Radio-Canada / Priscilla Plamondon-Lalancette

Grâce au prix record du bois d'œuvre en 2020-2021, l’industrie forestière a enregistré des profits monstres et le gouvernement a rempli ses coffres de redevances. Mais le coût exorbitant des matériaux a plombé le portefeuille des Québécois et révolté des producteurs de forêts privées qui n’ont pas vu la couleur de cet argent. Enquête se penche sur un système jugé intenable, particulièrement au Bas-Saint-Laurent.

En marchant sur ses terres à Biencourt, le producteur forestier Jeannot Beaulieu ne décolère pas.

Je vois ça comme un manque de respect de la part de l'industrie de ne pas vouloir nous faire profiter de ce qu’ils reçoivent, se désole celui qui fournit une partie de la matière première aux usines de sciage.

Le producteur dans un sentier forestier.
L'entreprise familiale dirigée par Jeannot Beaulieu, le Domaine de Beaufor, est constituée de 1200 hectares de forêt privée.Photo : Radio-Canada / Priscilla Plamondon-Lalancette

La hausse du prix des matériaux s’est étalée de janvier 2020 à juin 2021. Les scieries ont alors empoché jusqu’à 300 % de plus pour leurs produits finis, comme les fameux 2x4, les planches et les panneaux de contreplaqué. Mais Jeannot Beaulieu, comme bien des producteurs au Québec, n’a obtenu que 15 % d’augmentation pour ses billots, après des mois d’attente.
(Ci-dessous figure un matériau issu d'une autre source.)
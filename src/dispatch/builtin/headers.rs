//! Header guard and response header stamping.

use axum::body::Body;
use axum::http::{HeaderName, HeaderValue, Request, StatusCode};
use axum::response::IntoResponse;
use futures_util::future::BoxFuture;

use crate::dispatch::middleware::{HandlerResult, Middleware, MiddlewareParams, Next};

/// Rejects requests that lack a header with 401.
#[derive(Debug, Clone)]
pub struct RequireHeader {
    header: HeaderName,
}

impl RequireHeader {
    pub fn new(header: HeaderName) -> Self {
        Self { header }
    }

    pub fn from_params(params: MiddlewareParams<'_>) -> Result<Self, String> {
        let raw: String = params.require("header")?;
        let header = HeaderName::from_bytes(raw.as_bytes()).map_err(|e| format!("header `{}`: {}", raw, e))?;
        Ok(Self::new(header))
    }
}

impl Middleware for RequireHeader {
    fn handle<'a>(&'a self, request: Request<Body>, next: Next) -> BoxFuture<'a, HandlerResult> {
        Box::pin(async move {
            let present = request
                .headers()
                .get(&self.header)
                .is_some_and(|v| !v.is_empty());
            if present {
                return next.run(request).await;
            }
            tracing::warn!(header = %self.header, path = %request.uri().path(), "Required header missing");
            Ok((StatusCode::UNAUTHORIZED, format!("Missing {} header", self.header)).into_response())
        })
    }
}

/// Sets a header on every response that passes through.
#[derive(Debug, Clone)]
pub struct SetHeader {
    name: HeaderName,
    value: HeaderValue,
}

impl SetHeader {
    pub fn new(name: HeaderName, value: HeaderValue) -> Self {
        Self { name, value }
    }

    pub fn from_params(params: MiddlewareParams<'_>) -> Result<Self, String> {
        let name: String = params.require("name")?;
        let value: String = params.require("value")?;
        let name = HeaderName::from_bytes(name.as_bytes()).map_err(|e| format!("header `{}`: {}", name, e))?;
        let value = HeaderValue::from_str(&value).map_err(|e| format!("header value `{}`: {}", value, e))?;
        Ok(Self::new(name, value))
    }
}

impl Middleware for SetHeader {
    fn handle<'a>(&'a self, request: Request<Body>, next: Next) -> BoxFuture<'a, HandlerResult> {
        Box::pin(async move {
            let mut response = next.run(request).await?;
            response.headers_mut().insert(self.name.clone(), self.value.clone());
            Ok(response)
        })
    }
}

#[cfg(test)]
mod tests {
    use super::*;
    use std::collections::BTreeMap;

    fn ok() -> Next {
        Next::new(|_req| Box::pin(async { Ok(StatusCode::OK.into_response()) }))
    }

    #[tokio::test]
    async fn test_require_header() {
        let guard = RequireHeader::new(HeaderName::from_static("x-api-key"));

        let response = guard.handle(Request::new(Body::empty()), ok()).await.unwrap();
        assert_eq!(response.status(), StatusCode::UNAUTHORIZED);

        let request = Request::builder().header("x-api-key", "k").body(Body::empty()).unwrap();
        let response = guard.handle(request, ok()).await.unwrap();
        assert_eq!(response.status(), StatusCode::OK);
    }

    #[tokio::test]
    async fn test_set_header_from_params() {
        let params = BTreeMap::from([
            ("name".to_string(), "x-frame-options".to_string()),
            ("value".to_string(), "DENY".to_string()),
        ]);
        let stamp = SetHeader::from_params(MiddlewareParams::new("set_header", &params)).unwrap();
        let response = stamp.handle(Request::new(Body::empty()), ok()).await.unwrap();
        assert_eq!(response.headers()["x-frame-options"], "DENY");

        let bad = BTreeMap::from([("name".to_string(), "bad header".to_string()), ("value".to_string(), "v".to_string())]);
        assert!(SetHeader::from_params(MiddlewareParams::new("set_header", &bad)).is_err());
    }
}
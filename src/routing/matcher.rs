//! Route matching logic.
//!
//! # Responsibilities
//! - Match decoded path against the compiled path regex
//! - Match host (case-insensitive) when the route declares a host pattern
//! - Match scheme and HTTP method
//! - Combine conditions with AND semantics
//!
//! # Design Decisions
//! - Each matcher votes on one dimension; the chain short-circuits
//! - Variables are collected in a scratch map and only handed back on a
//!   full match, so a late failure leaks nothing
//! - Path variables win over host variables of the same name
//! - Chain order is path → host → scheme → method so the router can tell
//!   "wrong method" apart from "no such resource"

use std::fmt;

use crate::http::request::RequestView;
use crate::routing::collection::CompiledRoute;
use crate::routing::route::Variables;

/// The dimension a matcher votes on.
#[derive(Debug, Clone, Copy, PartialEq, Eq, Hash)]
pub enum MatcherKind {
    Path,
    Host,
    Scheme,
    Method,
}

impl fmt::Display for MatcherKind {
    fn fmt(&self, f: &mut fmt::Formatter<'_>) -> fmt::Result {
        let name = match self {
            MatcherKind::Path => "path",
            MatcherKind::Host => "host",
            MatcherKind::Scheme => "scheme",
            MatcherKind::Method => "method",
        };
        f.write_str(name)
    }
}

/// Trait for matching requests against one route condition.
pub trait RouteMatcher: Send + Sync + fmt::Debug {
    fn kind(&self) -> MatcherKind;

    /// Returns true if `request` satisfies this condition for `route`.
    /// May add entries to `variables`; must leave it untouched on failure.
    fn is_match(&self, route: &CompiledRoute, request: &RequestView<'_>, variables: &mut Variables) -> bool;
}

/// Matches the decoded request path.
#[derive(Debug, Clone, Copy, Default)]
pub struct PathMatcher;

impl RouteMatcher for PathMatcher {
    fn kind(&self) -> MatcherKind {
        MatcherKind::Path
    }

    fn is_match(&self, route: &CompiledRoute, request: &RequestView<'_>, variables: &mut Variables) -> bool {
        match route.path().captures(request.path()) {
            Some(captured) => {
                variables.extend(captured);
                true
            }
            None => false,
        }
    }
}

/// Matches the Host header. Routes without a host pattern always pass.
#[derive(Debug, Clone, Copy, Default)]
pub struct HostMatcher;

impl RouteMatcher for HostMatcher {
    fn kind(&self) -> MatcherKind {
        MatcherKind::Host
    }

    fn is_match(&self, route: &CompiledRoute, request: &RequestView<'_>, variables: &mut Variables) -> bool {
        let Some(pattern) = route.host() else {
            return true;
        };
        let Some(captured) = request.host().and_then(|host| pattern.captures(host)) else {
            return false;
        };
        for (name, value) in captured {
            variables.entry(name).or_insert(value);
        }
        true
    }
}

/// Matches the request scheme against the route requirement.
#[derive(Debug, Clone, Copy, Default)]
pub struct SchemeMatcher;

impl RouteMatcher for SchemeMatcher {
    fn kind(&self) -> MatcherKind {
        MatcherKind::Scheme
    }

    fn is_match(&self, route: &CompiledRoute, request: &RequestView<'_>, _variables: &mut Variables) -> bool {
        route.route().scheme.accepts(request.scheme())
    }
}

/// Matches the HTTP method. An empty method set is a wildcard.
#[derive(Debug, Clone, Copy, Default)]
pub struct MethodMatcher;

impl RouteMatcher for MethodMatcher {
    fn kind(&self) -> MatcherKind {
        MatcherKind::Method
    }

    fn is_match(&self, route: &CompiledRoute, request: &RequestView<'_>, _variables: &mut Variables) -> bool {
        route.route().allows_method(request.method())
    }
}

/// Result of running a route through the chain.
#[derive(Debug, Clone, PartialEq, Eq)]
pub enum ChainVerdict {
    Matched(Variables),
    /// The first matcher that voted no.
    Rejected(MatcherKind),
}

/// Combines matchers with AND semantics.
#[derive(Debug)]
pub struct MatcherChain {
    matchers: Vec<Box<dyn RouteMatcher>>,
}

impl MatcherChain {
    pub fn new(matchers: Vec<Box<dyn RouteMatcher>>) -> Self {
        Self { matchers }
    }

    /// Path, host, scheme and method, in that order.
    pub fn standard() -> Self {
        Self::new(vec![
            Box::new(PathMatcher),
            Box::new(HostMatcher),
            Box::new(SchemeMatcher),
            Box::new(MethodMatcher),
        ])
    }

    pub fn kinds(&self) -> impl Iterator<Item = MatcherKind> + '_ {
        self.matchers.iter().map(|m| m.kind())
    }

    pub fn evaluate(&self, route: &CompiledRoute, request: &RequestView<'_>) -> ChainVerdict {
        let mut scratch = Variables::new();
        for matcher in &self.matchers {
            if !matcher.is_match(route, request, &mut scratch) {
                return ChainVerdict::Rejected(matcher.kind());
            }
        }
        ChainVerdict::Matched(scratch)
    }
}

impl Default for MatcherChain {
    fn default() -> Self {
        Self::standard()
    }
}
Je trouve ça épouvantable. Le partage de la richesse, c’est important pour moi, explique le copropriétaire du Domaine de Beaufor.

Le prix du bois d'œuvre est maintenant revenu au prix d’avant la pandémie, mais plusieurs producteurs forestiers conservent un goût amer de cet épisode.

Les compagnies forestières ne sont pas seules à avoir joui du prix record du bois d'œuvre. Le ministère des Forêts du Québec a aussi garni ses coffres grâce au bois des terres publiques vendu aux industriels. En 18 mois, ses redevances ont explosé de 140 %.

« Notre plus gros compétiteur, c’est la forêt publique. »

— Une citation de  Jeannot Beaulieu

En effet, l’État produit 80 % du bois rond de la province. Le ministère fixe le prix payé par les scieries pour les arbres récoltés en forêt publique. Et contrairement aux producteurs forestiers, ce prix est indexé à celui du marché.

Cette concurrence est jugée déloyale par les propriétaires de boisés privés, puisque c’est le compétiteur qui fixe les règles. Dans le passé, le ministère des Forêts a enregistré des déficits récurrents, notamment parce qu’il subventionne la construction des chemins forestiers utilisés par l’industrie.

Si je gérais ma forêt comme ça, je n’existerais plus depuis longtemps. Ce n’est pas normal que dans un contexte où le ministère ne fait pas une cenne avec le bois de la forêt publique, l'industrie devienne milliardaire, s'indigne Jeannot Beaulieu.

Cette frustration s’ajoute à celle vécue par les Québécois, dont les travaux de rénovation ou de construction ont coûté les yeux de la tête. Ils ont payé trois fois plus cher pour du bois qui provient principalement des forêts qui leur appartiennent collectivement.

Avec l’industrie forestière et le gouvernement dans le clan des gagnants, et les consommateurs québécois et les producteurs forestiers dans le camp des perdants, la situation est intenable, selon le professeur de politique forestière à l’Université Laval Luc Bouthillier.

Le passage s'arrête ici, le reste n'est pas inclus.